* _Exercise prompt_
Beginning with the line that contains "owns one copy", copy each remaining line of the data below exactly.

-----

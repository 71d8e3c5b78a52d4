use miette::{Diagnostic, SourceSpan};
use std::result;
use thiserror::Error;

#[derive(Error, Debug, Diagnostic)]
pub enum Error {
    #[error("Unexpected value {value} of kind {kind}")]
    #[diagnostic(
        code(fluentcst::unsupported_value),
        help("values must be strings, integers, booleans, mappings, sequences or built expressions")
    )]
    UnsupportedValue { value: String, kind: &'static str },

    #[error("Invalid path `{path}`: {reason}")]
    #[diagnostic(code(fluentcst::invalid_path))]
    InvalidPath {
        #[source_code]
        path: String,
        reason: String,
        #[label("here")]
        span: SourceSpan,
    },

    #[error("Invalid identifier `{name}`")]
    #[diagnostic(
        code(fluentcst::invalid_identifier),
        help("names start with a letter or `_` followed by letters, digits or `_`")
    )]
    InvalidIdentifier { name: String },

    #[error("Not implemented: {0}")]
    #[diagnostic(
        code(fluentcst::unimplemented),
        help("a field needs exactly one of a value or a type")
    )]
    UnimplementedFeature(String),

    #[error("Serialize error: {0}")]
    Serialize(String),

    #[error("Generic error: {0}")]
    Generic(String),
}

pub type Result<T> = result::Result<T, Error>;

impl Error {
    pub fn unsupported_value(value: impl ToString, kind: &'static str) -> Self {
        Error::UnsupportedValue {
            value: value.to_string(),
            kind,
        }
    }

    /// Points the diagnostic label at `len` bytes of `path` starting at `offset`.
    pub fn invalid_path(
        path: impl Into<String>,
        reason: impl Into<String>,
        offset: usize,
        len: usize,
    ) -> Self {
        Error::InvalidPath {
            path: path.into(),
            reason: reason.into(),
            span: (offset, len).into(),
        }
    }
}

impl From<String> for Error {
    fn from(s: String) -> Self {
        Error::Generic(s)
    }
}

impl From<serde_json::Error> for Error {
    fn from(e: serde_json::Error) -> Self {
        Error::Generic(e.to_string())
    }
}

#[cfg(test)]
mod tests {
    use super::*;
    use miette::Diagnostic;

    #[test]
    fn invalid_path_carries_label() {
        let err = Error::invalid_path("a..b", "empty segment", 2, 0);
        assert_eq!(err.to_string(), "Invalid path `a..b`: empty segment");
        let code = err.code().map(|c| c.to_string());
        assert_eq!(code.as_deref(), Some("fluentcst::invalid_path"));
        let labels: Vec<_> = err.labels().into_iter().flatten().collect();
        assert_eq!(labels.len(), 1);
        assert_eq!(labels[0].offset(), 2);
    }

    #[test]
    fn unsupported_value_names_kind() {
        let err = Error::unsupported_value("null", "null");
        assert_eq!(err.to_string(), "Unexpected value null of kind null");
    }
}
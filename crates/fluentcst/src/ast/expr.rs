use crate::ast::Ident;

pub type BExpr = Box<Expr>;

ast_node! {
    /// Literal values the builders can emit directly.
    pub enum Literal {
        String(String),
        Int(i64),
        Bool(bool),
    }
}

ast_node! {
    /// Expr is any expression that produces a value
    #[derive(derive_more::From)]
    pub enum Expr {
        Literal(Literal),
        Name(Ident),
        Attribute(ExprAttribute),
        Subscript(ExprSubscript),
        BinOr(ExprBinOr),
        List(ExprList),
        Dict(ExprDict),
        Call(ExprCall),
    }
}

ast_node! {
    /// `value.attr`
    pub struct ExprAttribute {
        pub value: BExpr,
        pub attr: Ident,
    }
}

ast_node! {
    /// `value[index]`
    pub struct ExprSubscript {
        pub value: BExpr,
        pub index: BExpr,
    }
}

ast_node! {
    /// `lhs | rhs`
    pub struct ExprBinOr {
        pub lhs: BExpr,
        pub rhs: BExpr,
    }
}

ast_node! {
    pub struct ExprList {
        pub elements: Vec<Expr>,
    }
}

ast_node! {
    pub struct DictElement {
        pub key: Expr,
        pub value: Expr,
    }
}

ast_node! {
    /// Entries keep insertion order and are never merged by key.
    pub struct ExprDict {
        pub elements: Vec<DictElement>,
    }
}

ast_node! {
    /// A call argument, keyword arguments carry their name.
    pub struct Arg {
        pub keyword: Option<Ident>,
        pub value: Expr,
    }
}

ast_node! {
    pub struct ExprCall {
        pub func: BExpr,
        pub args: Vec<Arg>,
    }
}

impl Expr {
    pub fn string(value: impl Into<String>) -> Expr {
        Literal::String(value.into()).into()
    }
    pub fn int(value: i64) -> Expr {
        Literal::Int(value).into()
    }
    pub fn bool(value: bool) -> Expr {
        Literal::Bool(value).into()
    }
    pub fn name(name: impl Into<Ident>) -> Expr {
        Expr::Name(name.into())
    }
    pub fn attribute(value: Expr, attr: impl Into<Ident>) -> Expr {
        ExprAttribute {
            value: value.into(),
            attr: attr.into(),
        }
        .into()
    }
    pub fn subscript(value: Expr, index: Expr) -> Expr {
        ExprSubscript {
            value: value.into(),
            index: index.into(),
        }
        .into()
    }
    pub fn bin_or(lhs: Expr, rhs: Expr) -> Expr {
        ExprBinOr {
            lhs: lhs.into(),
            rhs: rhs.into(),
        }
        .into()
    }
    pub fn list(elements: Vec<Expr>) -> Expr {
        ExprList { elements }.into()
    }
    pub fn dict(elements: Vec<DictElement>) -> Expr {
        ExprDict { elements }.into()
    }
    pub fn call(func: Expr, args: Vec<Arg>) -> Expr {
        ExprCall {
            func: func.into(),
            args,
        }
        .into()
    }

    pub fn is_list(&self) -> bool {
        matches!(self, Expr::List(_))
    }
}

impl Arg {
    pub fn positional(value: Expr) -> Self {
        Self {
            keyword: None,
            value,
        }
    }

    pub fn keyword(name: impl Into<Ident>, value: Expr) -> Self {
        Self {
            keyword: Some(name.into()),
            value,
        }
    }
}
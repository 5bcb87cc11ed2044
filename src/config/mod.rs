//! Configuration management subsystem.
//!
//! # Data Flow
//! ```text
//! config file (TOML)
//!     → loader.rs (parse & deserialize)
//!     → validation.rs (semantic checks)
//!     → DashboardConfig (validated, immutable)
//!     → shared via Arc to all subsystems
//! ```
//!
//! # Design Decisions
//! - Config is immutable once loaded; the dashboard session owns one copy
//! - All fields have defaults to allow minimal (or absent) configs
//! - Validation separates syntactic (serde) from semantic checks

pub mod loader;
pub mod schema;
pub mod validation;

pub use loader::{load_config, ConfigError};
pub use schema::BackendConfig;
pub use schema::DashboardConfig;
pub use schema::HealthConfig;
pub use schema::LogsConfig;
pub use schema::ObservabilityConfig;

-----

* _Reply_
//! - Config is immutable once loaded; the dashboard session owns one copy
//! - All fields have defaults to allow minimal (or absent) configs
//! - Validation separates syntactic (serde) from semantic checks

pub mod loader;
pub mod schema;
pub mod validation;

pub use loader::{load_config, ConfigError};
pub use schema::BackendConfig;
pub use schema::DashboardConfig;
pub use schema::HealthConfig;
pub use schema::LogsConfig;
pub use schema::ObservabilityConfig;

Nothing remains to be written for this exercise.